Directors’ responsibilities for the interim financial statements

The Directors have prepared the interim financial statements of the Company for the Period from 1 April 2025 to 30 September 2025.

We confirm that to the best of our knowledge:

  1. The condensed interim financial statements have been prepared in accordance with IAS 34 ‘Interim Financial Reporting’ as adopted by the United Kingdom;
  2. The condensed set of financial statements, which has been prepared in accordance with the applicable set of accounting standards, gives a true and fair view of the assets, liabilities, financial position and profit or loss of the Company, or the undertakings included in the consolidation as a whole as required by DTR 4.2.4R;
  3. The interim financial statements include a fair review of the information required by DTR 4.2.7R of the Disclosure and Transparency Rules, being an indication of important events that have occurred during the first six months of the financial year, and their impact on the Condensed Financial Statements, and a description of the principal risks and uncertainties for the remaining six months of the financial year; and
  4. The interim financial statements include a fair review of the information required by DTR 4.2.8R of the Disclosure and Transparency Rules, being material related party transactions that have taken place in the first six months of the current financial year and any material changes in the related party transactions described in the last Annual Report.

A list of the current directors of Custodian Property Income REIT plc is maintained on the Company’s website at custodianreit.com .

By order of the Board

David MacLellan

Chairman

4 December 2025

Independent review report to Custodian Property Income REIT plc

Conclusion

We have been engaged by the Company to review the condensed set of financial statements in the half-yearly financial report for the six months ended 30 September 2025 which comprises the condensed consolidated statement of comprehensive income, the condensed consolidated statement of financial position, the condensed consolidated statement of cash flows, consolidated statements of changes in equity and related notes 1 to 19.

Based on our review, nothing has come to our attention that causes us to believe that the condensed set of financial statements in the half-yearly financial report for the six months ended 30 September 2025 is not prepared, in all material respects, in accordance with United Kingdom adopted International Accounting Standard 34 and the Disclosure Guidance and Transparency Rules of the United Kingdom’s Financial Conduct Authority.

Basis for Conclusion

We conducted our review in accordance with International Standard on Review Engagements (UK) 2410 “Review of Interim Financial Information Performed by the Independent Auditor of the Entity” issued by the Financial Reporting Council for use in the United Kingdom (ISRE (UK) 2410). A review of interim financial information consists of making inquiries, primarily of persons responsible for financial and accounting matters, and applying analytical and other review procedures. A review is substantially less in scope than an audit conducted in accordance with International Standards on Auditing (UK) and consequently does not enable us to obtain assurance that we would become aware of all significant matters that might be identified in an audit. Accordingly, we do not express an audit opinion.

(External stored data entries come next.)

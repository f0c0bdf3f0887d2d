//! Proxmox tag conventions for managed VMs.
//!
//! Every VM the provider owns carries exactly one `ca-group-<group_id>` tag.
//! Other tags on the same VM are preserved but ignored.

const GROUP_TAG_PREFIX: &str = "ca-group-";

/// The tag that marks a VM as belonging to a node group.
pub fn group_tag(group_id: &str) -> String {
    format!("{}{}", GROUP_TAG_PREFIX, group_id)
}

/// Extract the group id from a managed tag, if it is one.
pub fn group_from_tag(tag: &str) -> Option<&str> {
    tag.strip_prefix(GROUP_TAG_PREFIX).filter(|g| !g.is_empty())
}

/// Split Proxmox's tag string (`;` or `,` separated) into a deduplicated list.
pub fn parse_tags(raw: &str) -> Vec<String> {
    let mut out: Vec<String> = Vec::new();
    for part in raw.replace(',', ";").split(';') {
        let tag = part.trim();
        if tag.is_empty() || out.iter().any(|t| t == tag) {
            continue;
        }
        out.push(tag.to_string());
    }
    out
}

As disclosed in note 2.1, the annual financial statements of the Company are prepared in accordance with United Kingdom adopted international accounting standards. The condensed set of financial statements included in this half-yearly financial report has been prepared in accordance with United Kingdom adopted International Accounting Standard 34, “Interim Financial Reporting”.

Conclusion Relating to Going Concern

Based on our review procedures, which are less extensive than those performed in an audit as described in the Basis for Conclusion section of this report, nothing has come to our attention to suggest that the directors have inappropriately adopted the going concern basis of accounting or that the directors have identified material uncertainties relating to going concern that are not appropriately disclosed.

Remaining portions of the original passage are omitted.